La petite histoire derrière nos histoires
Quand nous avons décidé d’écrire un roman ensemble, nous avons immédiatement eu l’idée de mettre en scène un duo improbable, allez savoir pourquoi… ! Nous nous sommes alors dit que les amitiés homme-femme étaient peu traitées.
Comment compliquer cette amitié ? Et si l’histoire se passait pendant la ségrégation, aux États-Unis ? Nous vous rappelons que nous adaptons en français des dialogues de films anglo-saxons, pour la plupart américains. Autant dire que nous n’imaginions pas un autre décor que les USA.
Mais pourquoi une femme noire et un homme blanc, tous les deux pétris de préjugés sur l’autre communauté, allaient-ils prendre le risque de passer du temps ensemble ? Il leur fallait une bonne raison. Et si des petites filles noires disparaissaient ? Et si lui était détective et qu’il demandait à sa femme de ménage noire de l’accompagner pour lui ouvrir les portes de sa communauté ? Nous tenions l’intrigue de ce qui deviendrait Alabama 1963.
Que raconter ensuite, après le succès de ce premier roman ? C’est une jeune inconnue qui nous avait soufflé l’idée sans le savoir, au moment où nous commencions à travailler sur Alabama 1963. Nous l’avions prise en stop alors qu’elle allait rejoindre sa grande sœur.

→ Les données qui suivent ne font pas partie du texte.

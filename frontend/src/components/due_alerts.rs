use shared::{format_date_br, to_display, DueAlert};
use yew::prelude::*;

#[derive(Properties, PartialEq)]
pub struct DueAlertsProps {
    pub alerts: Vec<DueAlert>,
    pub on_dismiss: Callback<i64>,
}

/// One line per expense that is due or overdue.
pub fn alert_line(alert: &DueAlert) -> String {
    let due = alert
        .vencimento
        .as_deref()
        .map(format_date_br)
        .unwrap_or_else(|| "sem data".to_string());
    format!("{} - {} (vence em {})", alert.descricao, to_display(alert.valor), due)
}

#[function_component(DueAlerts)]
pub fn due_alerts(props: &DueAlertsProps) -> Html {
    if props.alerts.is_empty() {
        return html! {};
    }

    html! {
        <section class="due-alerts" id="due-alerts">
            <h3>{"Contas a vencer"}</h3>
            <ul>
                {for props.alerts.iter().map(|alert| {
                    let on_dismiss = {
                        let on_dismiss = props.on_dismiss.clone();
                        let id = alert.id;
                        Callback::from(move |_: MouseEvent| on_dismiss.emit(id))
                    };
                    html! {
                        <li class="due-alert" key={alert.id}>
                            <span class="due-alert-text">{alert_line(alert)}</span>
                            if let Some(categoria) = &alert.categoria {
                                <span class="due-alert-category">{categoria}</span>
                            }
                            <button type="button" class="btn btn-link" onclick={on_dismiss}>
                                {"Dispensar"}
                            </button>
                        </li>
                    }
                })}
            </ul>
        </section>
    }
}

#[cfg(test)]
mod tests {
    use super::*;

    #[test]
    fn test_alert_line() {
        let alert = DueAlert {
            id: 7,
            descricao: "Conta de luz".to_string(),
            valor: 189.9,
            vencimento: Some("2025-03-10".to_string()),
            categoria: None,
        };
        assert_eq!(alert_line(&alert), "Conta de luz - R$ 189,90 (vence em 10/03/2025)");

        let undated = DueAlert {
            vencimento: None,
            ..alert
        };
        assert!(alert_line(&undated).ends_with("(vence em sem data)"));
    }
}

Après l’avoir déposée, nous nous sommes dit que c’était un bon point de départ pour un roman. Et si elle traversait carrément les États-Unis ? Quitte à faire un road trip… Et si cela se passait dans les années 1970 ? Ce qui nous évitait portables et GPS… Et si sa grande sœur était partie à Los Angeles pour devenir Playmate et que notre héroïne n’avait plus jamais eu de nouvelles ? Et si la petite faisait une partie de la route avec un jeune chanteur appelé à devenir célèbre ? Pourquoi pas The Boss himself, Bruce Springsteen ?
Ce serait l’occasion d’écrire un roman plus léger après la ségrégation et les disparitions d’enfants. L’occasion aussi de nous glisser dans la peau d’une petite fille et d’écrire « je » alors que nous étions deux hommes adultes.
Cette histoire, ce fut America[s]. Un roman sur la liberté. Avec, dès le départ, l’ambition de ne rien s’interdire.
Pour le troisième roman, nous souhaitions quelque chose de plus cosy, presque un huis clos, après notre road trip. Nous souhaitions aussi quitter les États-Unis pour ne pas être estampillés « auteurs français qui parlent de l’Amérique ». Le manoir anglais s’est imposé. Hanté, forcément, puisque la tante de Christian était médium et que la grand-mère de Ludovic faisait tourner les tables. Nous avions envie d’une belle histoire de fantômes.
Les personnages de Viviane et de George se sont dessinés peu à peu. Une préceptrice qui raconterait à un enfant des histoires qu’on ne raconte pas à un enfant. Un petit garçon aveugle et surprotégé. Deux solitudes qui se rencontrent. De grands sentiments et de l’humour. Beaucoup d’humour car ces deux-là auraient beaucoup de répartie et que le personnel du manoir ne serait pas en reste.
Voilà comment est né À l’ombre de Winnicott.
Un fil invisible relie nos trois romans. Nous ne l’avions pas vu tout de suite, mais il est là : l’émancipation, au mépris des règles établies et des préjugés. Chaque fois, nos personnages se libèrent, prenant le risque d’être eux-mêmes.
Nous nous en sommes aperçus bien après avoir terminé notre troisième opus. Comme si ce fil s’était tissé à notre insu.
Mais peut-être est-ce toujours ainsi que naissent les histoires.